______________________
* Боже, Боже мой, к Тебе утренюю... ** Господи, воззвах к Тебе, услыши мя... *** Соответственно, в 9.00,12.00 и 15.00 сравнительно с церковными сутками. (Здесь и далее - прим. редактора изд. 1900-1903.)
______________________
Больше всего христиане при возношении своих молитв пользовались книгой Псалтири. Псалтирь была молитвенником в первенствующей Церкви. Но вместе с псалмами была в употреблении в домашней жизни христиан и молитва, которой научил Сам Господь Своих учеников (Мф. 6,9 и сл.).
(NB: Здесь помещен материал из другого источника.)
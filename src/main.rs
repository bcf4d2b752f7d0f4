//! pdf-quote - Entry point
//!
//! Extracts the text of a PDF drawing and prints the quote returned by the
//! estimation service.

use clap::Parser;
use pdf_quote::cli::{run, Cli};
use tracing_subscriber::{layer::SubscriberExt, util::SubscriberInitExt};

#[tokio::main]
async fn main() -> anyhow::Result<()> {
    // Initialize logging
    tracing_subscriber::registry()
        .with(
            tracing_subscriber::EnvFilter::try_from_default_env()
                .unwrap_or_else(|_| "pdf_quote=warn".into()),
        )
        .with(tracing_subscriber::fmt::layer().with_writer(std::io::stderr))
        .init();

    let cli = Cli::parse();
    tracing::debug!(endpoint = %cli.endpoint, "Starting pdf-quote");

    run(cli).await
}
//! Source resolution

pub mod resolver;

pub use resolver::{has_pdf_header, resolve_path, resolve_path_async, ResolvedPdf};
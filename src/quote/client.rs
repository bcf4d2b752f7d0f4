//! HTTP client for the remote quoting function

use crate::config::ClientConfig;
use crate::error::{Error, Result};
use crate::quote::{QuoteParameters, QuoteResponse};
use serde::Serialize;
use url::Url;

/// Body of the quote request
#[derive(Debug, Serialize)]
struct QuoteRequest<'a> {
    #[serde(rename = "pdfText")]
    pdf_text: &'a str,
    params: &'a QuoteParameters,
}

/// Client for the quoting service
#[derive(Debug, Clone)]
pub struct QuoteClient {
    http: reqwest::Client,
    endpoint: Url,
}

impl QuoteClient {
    pub fn new(config: &ClientConfig) -> Result<Self> {
        let endpoint = config.endpoint()?;

        let mut builder = reqwest::Client::builder();
        if let Some(timeout) = config.timeout {
            builder = builder.timeout(timeout);
        }
        let http = builder.build().map_err(Error::HttpRequest)?;

        Ok(Self { http, endpoint })
    }

    pub fn endpoint(&self) -> &Url {
        &self.endpoint
    }

    /// Send the text and parameters in one POST and parse the reply.
    ///
    /// The reply is returned as received; missing fields are left for the
    /// renderer to handle.
    pub async fn request_quote(
        &self,
        text: &str,
        params: &QuoteParameters,
    ) -> Result<QuoteResponse> {
        let request = QuoteRequest {
            pdf_text: text,
            params,
        };

        tracing::info!(
            endpoint = %self.endpoint,
            chars = text.len(),
            quantities = params.quantities.len(),
            "Requesting quote"
        );

        let response = self
            .http
            .post(self.endpoint.clone())
            .json(&request)
            .send()
            .await?;

        let status = response.status();
        let body = response.text().await?;

        if !status.is_success() {
            return Err(Error::QuoteStatus {
                status: status.as_u16(),
                body,
            });
        }

        let quote: QuoteResponse = serde_json::from_str(&body)?;
        tracing::debug!(
            items = quote.items().len(),
            total = quote.total(),
            "Quote received"
        );

        Ok(quote)
    }
}

#[cfg(test)]
mod tests {
    use super::*;

    #[test]
    fn test_request_body_shape() {
        let params = QuoteParameters::new("alluminio");
        let body = QuoteRequest {
            pdf_text: "Spessore 2 mm",
            params: &params,
        };

        let json = serde_json::to_value(&body).unwrap();
        assert_eq!(json["pdfText"], "Spessore 2 mm");
        assert_eq!(json["params"]["material"], "alluminio");
        assert_eq!(json["params"]["hourlyRate"], 42.0);
    }

    #[test]
    fn test_new_rejects_bad_endpoint() {
        let config = ClientConfig {
            base_url: "::nope".to_string(),
            ..ClientConfig::default()
        };
        assert!(matches!(
            QuoteClient::new(&config),
            Err(Error::InvalidEndpoint { .. })
        ));
    }
}
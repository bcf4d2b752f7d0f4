//! Application layer: session state machine and the workflow around it

mod session;
mod workflow;

pub use session::{Phase, Session, CANCELLED_MESSAGE};
pub use workflow::QuoteApp;
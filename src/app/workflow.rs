//! Extract-then-quote workflow driving a [`Session`]

use crate::app::Session;
use crate::config::AppConfig;
use crate::error::{Error, Result};
use crate::pdf::{ExtractedDocument, PdfTextExtractor, TextExtractor};
use crate::quote::{QuoteClient, QuoteParameters};
use crate::render::{render, QuoteView};
use crate::source::resolve_path_async;
use std::path::{Path, PathBuf};
use std::sync::Arc;

/// Owns the session plus the collaborators each step needs
pub struct QuoteApp<E: TextExtractor = PdfTextExtractor> {
    session: Session,
    extractor: Arc<E>,
    client: QuoteClient,
}

impl QuoteApp<PdfTextExtractor> {
    /// PDFium extractor and HTTP client built from configuration
    pub fn from_config(config: &AppConfig) -> Result<Self> {
        let extractor = PdfTextExtractor::new(config.extractor.clone());
        let client = QuoteClient::new(&config.client)?;
        Ok(Self::new(extractor, client))
    }
}

impl<E: TextExtractor> QuoteApp<E> {
    pub fn new(extractor: E, client: QuoteClient) -> Self {
        Self {
            session: Session::new(),
            extractor: Arc::new(extractor),
            client,
        }
    }

    pub fn session(&self) -> &Session {
        &self.session
    }

    pub fn status(&self) -> &str {
        self.session.status()
    }

    pub fn can_analyze(&self) -> bool {
        self.session.can_analyze()
    }

    pub fn can_calculate(&self) -> bool {
        self.session.can_calculate()
    }

    pub fn select_file(&mut self, path: impl Into<PathBuf>) -> Result<()> {
        self.session.select_file(path)
    }

    /// Extract the selected file and keep the result in the session
    pub async fn analyze(&mut self) -> Result<&ExtractedDocument> {
        let path = self.session.begin_extraction()?;
        let mut guard = InFlight(&mut self.session);
        let result = extract_file(&self.extractor, &path).await;
        guard.0.complete_extraction(result)?;
        drop(guard);
        self.session.document().ok_or(Error::NotExtracted)
    }

    /// Request a quote for the extracted text and render it
    pub async fn calculate(&mut self, params: &QuoteParameters) -> Result<QuoteView> {
        if let Err(err) = params.validate() {
            return Err(self.session.reject(err));
        }

        let text = self.session.begin_quote()?;
        let mut guard = InFlight(&mut self.session);
        let result = self.client.request_quote(&text, params).await;
        let quote = guard.0.complete_quote(result)?;
        Ok(render(quote))
    }
}

/// Aborts the session step if the future driving it is dropped mid-flight
struct InFlight<'a>(&'a mut Session);

impl Drop for InFlight<'_> {
    fn drop(&mut self) {
        if self.0.phase().is_busy() {
            self.0.abort();
        }
    }
}

async fn extract_file<E: TextExtractor>(
    extractor: &Arc<E>,
    path: &Path,
) -> Result<ExtractedDocument> {
    let resolved = resolve_path_async(path).await?;
    let extractor = Arc::clone(extractor);

    // Move CPU-heavy PDF work to blocking thread pool
    tokio::task::spawn_blocking(move || extractor.extract(&resolved.data, &resolved.source_name))
        .await
        .map_err(|e| Error::Pdfium {
            reason: format!("Task join error: {}", e),
        })?
}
Представляется, однако, удивительным, что ни апостолы, ни их ученики, мужи апостольские, не упоминают о молитве "Отче наш" как молитве употребительной в их время в христианской Церкви. Но если апостолы и мужи апостольские и не говорят ничего о молитве Господней, однако же, отсюда не следует делать заключения, что в первые времена молитва Господня не была в употреблении. Прежде всего, совершенно невероятно, чтобы апостолы, просившие Христа научить их молиться, сами потом не пользовались данной молитвой. К той же мысли приводит то явление, что во времена Тертуллиана, следовательно, вскоре после эпохи мужей апостольских, молитва "Отче наш" представляется самой употребительной. Около 200 года молитва Господня пользовалась высоким уважением, на нее писались многочисленные комментарии. Все это доказывает, что ее и раньше не забывали верующие. Тертуллиан прямо называет молитву Господню "сокращением всего Евангелия". Кроме молитвы Господней, в домашнем употреблении христиан встречаем молитву "Богородице Дево, радуйся", которая составлена на основании слов из Евангелия (Лк. 1, 2. 42). Молитва эта возникла, вероятно, вскоре после III Вселенского собора, в Греческой церкви, в противодействие несторианству. Позднее она перешла и в Западную церковь, главным образом уже в XI веке. Помимо этих и других молитв, заимствованных из Библии, древние христиане пользовались молитвами, составленными ими самими. У них были как песнопения, так и молитвы, обязанные своим происхождением благочестивой ревности отдельных верующих. Об этом можно догадываться на основании следующих слов Тертуллиана: "По совершении агап каждый приглашается петь хвалебные песни Богу, извлеченные из Св. Писания или кем-либо сочиненные". На это же указывают постановления Иппонского собора в Африке (в 393 г.): "Никто не должен употреблять самоизмышленных молитвословий, прежде чем посоветуется об этом с братьями, более просвещенными". Другие соборы еще более стесняют произвол верующих молиться, произнося молитвы самосочиненные. Видно, что в Церкви в древнее время появилось много таких молитв, что они стали распространяться в народе, и что не все из них заслуживали одобрения.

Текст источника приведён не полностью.